Lanjutnya terkait dengan eksitensi hukum adat yang berada di bawah kelembagaan adat dayak, maka hal itu berangkat dari Peraturan Daerah (Perda) Provinsi Kalteng Nomor 16 tahun 2008 yang telah diubah dengan Perda No. 01 tahun 2010.
“Dari perda tersebut dapat ditemukan beberapa aturan yang menjadi dasar. Yakni UU Nomor 21 Tahun 1958 tentang penetapan UU darurat Nomor 10 Tahun 1957 tentang Pembentukan Daerah Swatantra Tingkat I Kalimantan Tengah,” ucapnya.
Dijelaskannya, bahwa daerah Swatantra adalah salah satu dari dua bentuk daerah dalam Republik Indonesia. Bentuk alternatifnya adalah daerah istimewa daerah Swatantra. Istilah tersebut juga sudah dipakai dalam surat menyurat resmi.
Dirinya juga menjabarkan, ada beberapa UU pendukung dalam Perda Provinsi Kalteng No. 16 Tahun 2008 tentang eksistensi masyarakat adat dan pendukung lainnya. Yakni UU No. 05 1961 tentang peraturan dasar pokok agraria.
Undang – undang ini menjadi lex generali yang didalam isinya mengakui secara deklaratoir tentang hak ulayat. Kemudian ada UU No 39 Tahun 1999 tentang HAM, UU No 41 Tahun 1999 dan UU No 31 tahun 2004 tentang pemerintahan daerah.
Kemudian, dengan aturan tersebut, maka hadirlah istilah kedamangan, masyarakat adat dan hukum adat.

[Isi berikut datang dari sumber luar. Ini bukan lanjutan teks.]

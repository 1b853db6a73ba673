/*
[INPUT]:  API schema definitions and serde requirements
[OUTPUT]: Typed Rust enums with serialization support
[POS]:    Data layer - type definitions for API communication
[UPDATE]: When API schema changes or new types added
*/

use serde::{Deserialize, Serialize};

#[derive(Debug, Clone, Copy, PartialEq, Eq, Serialize, Deserialize)]
#[serde(rename_all = "lowercase")]
pub enum OrderSide {
    Bid,
    Ask,
}

impl OrderSide {
    pub fn as_str(&self) -> &'static str {
        match self {
            OrderSide::Bid => "bid",
            OrderSide::Ask => "ask",
        }
    }
}

#[derive(Debug, Clone, Copy, PartialEq, Eq, Serialize, Deserialize)]
#[serde(rename_all = "lowercase")]
pub enum OrdType {
    Limit,
    Price,
    Market,
    Best,
}

impl OrdType {
    pub fn as_str(&self) -> &'static str {
        match self {
            OrdType::Limit => "limit",
            OrdType::Price => "price",
            OrdType::Market => "market",
            OrdType::Best => "best",
        }
    }
}

#[derive(Debug, Clone, Copy, PartialEq, Eq, Serialize, Deserialize)]
#[serde(rename_all = "lowercase")]
pub enum OrderState {
    Wait,
    Watch,
    Done,
    Cancel,
}

impl OrderState {
    pub fn as_str(&self) -> &'static str {
        match self {
            OrderState::Wait => "wait",
            OrderState::Watch => "watch",
            OrderState::Done => "done",
            OrderState::Cancel => "cancel",
        }
    }
}

#[derive(Debug, Clone, Copy, PartialEq, Eq, Serialize, Deserialize)]
#[serde(rename_all = "lowercase")]
pub enum OrderBy {
    Asc,
    Desc,
}

impl OrderBy {
    pub fn as_str(&self) -> &'static str {
        match self {
            OrderBy::Asc => "asc",
            OrderBy::Desc => "desc",
        }
    }
}

#[derive(Debug, Clone, Copy, PartialEq, Eq, Serialize, Deserialize)]
#[serde(rename_all = "lowercase")]
pub enum TimeInForce {
    Ioc,
    Fok,
}

impl TimeInForce {
    pub fn as_str(&self) -> &'static str {
        match self {
            TimeInForce::Ioc => "ioc",
            TimeInForce::Fok => "fok",
        }
    }
}

/// Candle aggregation interval; selects the endpoint path, not a parameter.
#[derive(Debug, Clone, Copy, PartialEq, Eq)]
pub enum CandleInterval {
    Minute,
    Day,
    Week,
    Month,
}

#[derive(Debug, Clone, Copy, PartialEq, Eq, Serialize, Deserialize)]
pub enum QuoteCurrency {
    #[serde(rename = "KRW")]
    Krw,
    #[serde(rename = "BTC")]
    Btc,
    #[serde(rename = "USDT")]
    Usdt,
}

impl QuoteCurrency {
    pub fn as_str(&self) -> &'static str {
        match self {
            QuoteCurrency::Krw => "KRW",
            QuoteCurrency::Btc => "BTC",
            QuoteCurrency::Usdt => "USDT",
        }
    }
}

#[cfg(test)]
mod tests {
    use super::*;

    #[test]
    fn test_order_side_wire_names() {
        assert_eq!(serde_json::to_string(&OrderSide::Bid).unwrap(), r#""bid""#);
        assert_eq!(OrderSide::Ask.as_str(), "ask");
    }

    #[test]
    fn test_order_state_round_trip() {
        let state: OrderState = serde_json::from_str(r#""watch""#).unwrap();
        assert_eq!(state, OrderState::Watch);
        assert_eq!(state.as_str(), "watch");
    }

    #[test]
    fn test_quote_currency_uppercase_on_wire() {
        assert_eq!(QuoteCurrency::Krw.as_str(), "KRW");
        assert_eq!(
            serde_json::to_string(&QuoteCurrency::Usdt).unwrap(),
            r#""USDT""#
        );
    }
}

Dengan adanya aturan itu, maka hadirlah berbagai istilah. Seperti kedamangan yang merupakan lembaga adat dayak yang diakui sebagai organisasi kemasyarakatan, kedamangan memiliki wilayah adat.
“Tapi saat ini belum ada konstruksi konstitusi yang jelas tentang wilayah adat yang dimaksud. Sinkronisasi Peraturan perundang-undangan yang mengatur tentang itu belum ada,” tegasnya.
Walau demikian dalam hukum positif disebutkan, bahwa yang memiliki wilayah adat adalah kesatuan masyarakat hukum adat yang memiliki norma adat, perangkat hukum adat dan pengakuan pemerintah tentang kesatuan masyarakat hukum adat tersebut.
“Saya mengimbau, agar kelembagaan adat di Kalteng bisa menunjukkan eksistensinya,” imbuhnya. (rul/abe)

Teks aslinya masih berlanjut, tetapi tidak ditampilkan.